上武大の今季のキーワードは「脱皮」です。

 

上武大は前回で箱根駅伝初出場から節目の10年連続出場を果たしました。強化校が年々増えていく中で連続出場を続けていることは素晴らしいことです。

 

しかし、本戦ではいまだシード権争いに絡むことすらできていません。キラリと光る継走を見せるときもありますが、気づいたら下位に沈んでしまっているのです。

 

そんな上武大もそろそろ本気でシード権争いをできるチームに脱皮したいところです。そのために必要な要素を整理してみました。

 

①太田黒の相棒の誕生

上武大のようなチャレンジングチームにおいて、序盤でレースから置いて行かれるとそこから巻き返すのは至難の業です。したがって1区2区で遅れずについていけるエースが必要です。

太田黒はそんなエースです。前回の箱根駅伝こそ、悔しい走りになりましたが、十分に勝負できる能力は持っています。

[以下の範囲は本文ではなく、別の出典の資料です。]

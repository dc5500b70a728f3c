//! Pixel format codes negotiated with the capture device.
//!
//! The demultiplexer only applies to streams announced as the MUX
//! container. Kernels without the MUX patch report a zero code for the same
//! stream.

use std::fmt;

/// Four-character pixel format code, V4L2 layout (first char in low byte).
#[derive(Debug, Clone, Copy, PartialEq, Eq, Hash)]
pub struct FourCc(pub u32);

/// Big-endian flag bit that V4L2 sets on `v4l2_fourcc_be` codes.
const BIG_ENDIAN_FLAG: u32 = 1 << 31;

/// MUX container as reported by a patched kernel.
pub const MUX_FOURCC: FourCc = FourCc(FourCc::from_chars(*b"MUX ").0 | BIG_ENDIAN_FLAG);

/// MUX container as reported by an unpatched kernel.
pub const MUX_FOURCC_UNKNOWN: FourCc = FourCc(0);

/// Payload carried inside the container.
pub const PAYLOAD_FOURCC: FourCc = FourCc::from_chars(*b"H264");

impl FourCc {
    /// Build a code from its four characters.
    pub const fn from_chars(chars: [u8; 4]) -> Self {
        Self(u32::from_le_bytes(chars))
    }

    /// The four characters, without the big-endian flag.
    pub fn chars(self) -> [u8; 4] {
        (self.0 & !BIG_ENDIAN_FLAG).to_le_bytes()
    }

    /// Check if this code announces the MUX container.
    #[inline]
    pub fn is_mux(self) -> bool {
        self == MUX_FOURCC || self == MUX_FOURCC_UNKNOWN
    }
}

impl fmt::Display for FourCc {
    fn fmt(&self, f: &mut fmt::Formatter<'_>) -> fmt::Result {
        for c in self.chars() {
            let c = if c.is_ascii_graphic() || c == b' ' {
                c as char
            } else {
                '.'
            };
            write!(f, "{}", c)?;
        }
        if self.0 & BIG_ENDIAN_FLAG != 0 {
            write!(f, "-BE")?;
        }
        Ok(())
    }
}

問題はその相棒になる選手。現時点では有力候補となる選手の名前が挙がってきません。

勝負レースでの好走経験がある橋立や大森に期待したいところです。

 

②特殊区間で稼ぐ

上武大がいちばん稼げる可能性があるのは山(箱根駅伝の5区と6区)です。この区間はどのチームにも大爆発のチャンスがあります。特に上武大は定期的に山のスペシャリストが現れます。初出場時の福山、前々回の森田と5区で区間賞に近い走りを見せてくれています。

一方、山下りの6区は鬼門となっています。復路のスタートで出遅れてしまう事で、その後の選手のポテンシャルを引き出せていないように見えます。

この6区を最低限凌げる(欲を言えば稼げる)選手の登場を待ちたいです。

 

③つなぎ区間を無難につなぐ

ここが一番大事なところです。上武大は本来、層の厚さで勝負するチームのはずなのに、つなぎ区間で崩れてしまう事がよく起きています。最低限、全員が区間10位前後で走ることが求められます。

箱根駅伝経験者が11人いる今年のチームなら、それも可能なのではないかと思わせてくれます。

 

正直、シード権獲得への道は簡単ではありませんが、絶対に無理なことではありません。1年間かけて、一つずつ課題をクリアしていく上武大に注目してみてください。